I was reminded in reading this of that film where the man was abducted by aliens and returned to tell about it. The details are at times hard to to believe while more easily dismissing them off in favor of the ranting’s of a madman. This was not unlike that at all except instead of aliens Bill had gone to place where no-one returns to tell about it.
As we are revealed his horrific details, we are also given resolves for everything seen and unseen when he finally is greeted by the Savior himself. In review it is apparent that Bill was given a purpose to spread the word on his experience. Bill believes it to be real even though he confesses to experiencing it once falling asleep. So whether you by into it or not the horrifying reality does present the question of what if? What if this place exists and everything you’ve learned or been told is a fateful reality for those who stray from God? What if external suffering is not just a metaphor but a spiritual reality. In other words a real place you can get pulled into once you die.
These and many other questions will cross your thoughts in this telling. As we journey further into the book, Bill take’s us though several chapters. One titled “confirmations” reveals stories from others who were inspired by the book or seminars that Bill has given that have led them to seek salvation. Bill dedicated a whole chapter on the issue of “can good people go to hell?” It is made very clear that hell is only avoided through acceptance of God and not good deeds. This is clearly clarified with metaphors of scenarios Bill used to drive his point home. Lastly we are entertained with Bill’s Q&A from his experience and research on hell questions. One thing that is never discarded is proof provided by scripture phrases and proverbs. I sensed that many of these inclusions came from Bill’s need to find them and reaffirm his experience rather than to simply impress readers with his bible knowledge.

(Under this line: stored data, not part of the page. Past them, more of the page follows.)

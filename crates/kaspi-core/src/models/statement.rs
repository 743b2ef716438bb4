//! Kaspi Bank statement data models.

use chrono::NaiveDate;
use rust_decimal::prelude::FromPrimitive;
use rust_decimal::Decimal;
use serde::{Deserialize, Serialize};

use crate::statement::rules::iban::validate_iban;
use crate::statement::rules::patterns::TRANSACTION_TYPES;

/// Institution name reported for every statement of this document family.
pub const FINANCIAL_INSTITUTION: &str = "Kaspi Bank";

/// Date format used by the statement and by serialized records.
pub const DATE_FORMAT: &str = "%d.%m.%y";

/// A complete statement extracted from one document.
#[derive(Debug, Clone, PartialEq, Serialize, Deserialize)]
#[serde(rename_all = "camelCase")]
pub struct StatementRecord {
    /// Issuing institution.
    pub financial_institution_name: String,

    /// Account holder, with layout tokens removed.
    pub full_name: String,

    /// Masked card number (`*1234`).
    pub card_number: Option<String>,

    /// Account IBAN.
    pub iban: Option<String>,

    /// Account currency as printed.
    pub currency: Option<String>,

    /// First day of the statement period.
    #[serde(with = "short_date")]
    pub from_date: NaiveDate,

    /// Last day of the statement period.
    #[serde(with = "short_date")]
    pub to_date: NaiveDate,

    /// Available balance on the first day of the period.
    pub card_balance_date_from: Option<f64>,

    /// Available balance on the last day of the period.
    pub card_balance_date_until: Option<f64>,

    /// Category total: replenishments.
    pub replenishments: Option<f64>,

    /// Category total: transfers.
    pub transfers: Option<f64>,

    /// Category total: purchases.
    pub purchases: Option<f64>,

    /// Category total: withdrawals.
    pub withdrawals: Option<f64>,

    /// Category total: other operations.
    pub others: Option<f64>,

    /// Transactions in document order.
    pub details: Vec<TransactionRecord>,
}

/// A single statement line.
#[derive(Debug, Clone, PartialEq, Serialize, Deserialize)]
#[serde(rename_all = "camelCase")]
pub struct TransactionRecord {
    /// Operation date.
    #[serde(with = "short_date")]
    pub operation_date: NaiveDate,

    /// Signed amount.
    pub amount: f64,

    /// Operation token exactly as printed (either language).
    pub transaction_type: String,

    /// Free-text details.
    pub detail: String,
}

impl TransactionRecord {
    /// Typed view of the operation token.
    pub fn kind(&self) -> Option<TransactionKind> {
        TransactionKind::from_token(&self.transaction_type)
    }
}

/// Operation categories used by Kaspi statements.
#[derive(Debug, Clone, Copy, PartialEq, Eq, Hash, Serialize, Deserialize)]
#[serde(rename_all = "snake_case")]
pub enum TransactionKind {
    Replenishment,
    Transfer,
    Purchase,
    Withdrawal,
    Other,
}

impl TransactionKind {
    pub const ALL: [TransactionKind; 5] = [
        TransactionKind::Replenishment,
        TransactionKind::Transfer,
        TransactionKind::Purchase,
        TransactionKind::Withdrawal,
        TransactionKind::Other,
    ];

    /// Resolve a surface token in any supported language.
    pub fn from_token(token: &str) -> Option<Self> {
        let token = token.trim();
        TRANSACTION_TYPES
            .iter()
            .find(|(_, variants)| variants.iter().any(|(_, t)| *t == token))
            .map(|(kind, _)| *kind)
    }

    /// Surface tokens for this kind, one per language.
    pub fn tokens(self) -> impl Iterator<Item = &'static str> {
        TRANSACTION_TYPES
            .iter()
            .filter(move |(kind, _)| *kind == self)
            .flat_map(|(_, variants)| variants.iter().map(|(_, t)| *t))
    }
}

impl StatementRecord {
    /// Category totals paired with the kind they aggregate.
    pub fn category_totals(&self) -> [(TransactionKind, Option<f64>); 5] {
        [
            (TransactionKind::Replenishment, self.replenishments),
            (TransactionKind::Transfer, self.transfers),
            (TransactionKind::Purchase, self.purchases),
            (TransactionKind::Withdrawal, self.withdrawals),
            (TransactionKind::Other, self.others),
        ]
    }

    /// Check the statement for internal inconsistencies.
    ///
    /// Amounts are compared in whole cents. Nothing here is fatal; the
    /// issues are meant for the operator.
    pub fn validate(&self) -> Vec<String> {
        let mut issues = Vec::new();

        if self.from_date > self.to_date {
            issues.push(format!(
                "Period start {} is after period end {}",
                format_short_date(self.from_date),
                format_short_date(self.to_date)
            ));
        }

        if let Some(iban) = self.iban.as_deref().filter(|iban| !validate_iban(iban)) {
            issues.push(format!("IBAN {} fails the mod-97 checksum", iban));
        }

        if let (Some(from), Some(until)) =
            (self.card_balance_date_from, self.card_balance_date_until)
        {
            let movement: Decimal = self.details.iter().map(|t| cents(t.amount)).sum();
            let expected = cents(from) + movement;
            if expected != cents(until) {
                issues.push(format!(
                    "Opening balance {} plus transactions {} gives {}, statement shows {}",
                    cents(from),
                    movement,
                    expected,
                    cents(until)
                ));
            }
        }

        for (kind, total) in self.category_totals() {
            let Some(total) = total else { continue };
            let sum: Decimal = self
                .details
                .iter()
                .filter(|t| t.kind() == Some(kind))
                .map(|t| cents(t.amount))
                .sum();
            if sum != cents(total) {
                issues.push(format!(
                    "{:?} total {} differs from transaction sum {}",
                    kind,
                    cents(total),
                    sum
                ));
            }
        }

        issues
    }
}

fn cents(value: f64) -> Decimal {
    Decimal::from_f64(value).unwrap_or_default().round_dp(2)
}

/// Format a date the way the statement prints it.
pub fn format_short_date(date: NaiveDate) -> String {
    date.format(DATE_FORMAT).to_string()
}

mod short_date {
    use chrono::NaiveDate;
    use serde::{Deserialize, Deserializer, Serializer};

    use super::DATE_FORMAT;

    pub fn serialize<S>(date: &NaiveDate, serializer: S) -> Result<S::Ok, S::Error>
    where
        S: Serializer,
    {
        serializer.serialize_str(&date.format(DATE_FORMAT).to_string())
    }

    pub fn deserialize<'de, D>(deserializer: D) -> Result<NaiveDate, D::Error>
    where
        D: Deserializer<'de>,
    {
        let s = String::deserialize(deserializer)?;
        NaiveDate::parse_from_str(&s, DATE_FORMAT).map_err(serde::de::Error::custom)
    }
}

The book itself I found engaging and easy to read. Rather than mixed with tiring bible speak, the bible phrase are only there for reference if you need to dig further. Though the telling is well told , clearly visually enticing and filled with purpose and reason. Horror fans may sway from such books as they often become overly preachy, though in this case I think Bill provides enough chills to scare any believer in potential outcomes. A definite read worth visiting and sitting down with. It’s not as detailed as Dante’s Inferno but in the same breath you know he’s speaking of the same place. Christians will of course see the advantage of this read and its message. Non religious types will appreciate the level of honestly given of ones own experience if not to solely convince you then to open your thoughts to the alternative of not being convinced. A great book all around that serves many purposes. Though as is it is stated many times, the real purpose is to educate on the realism and dangers of Hell itself.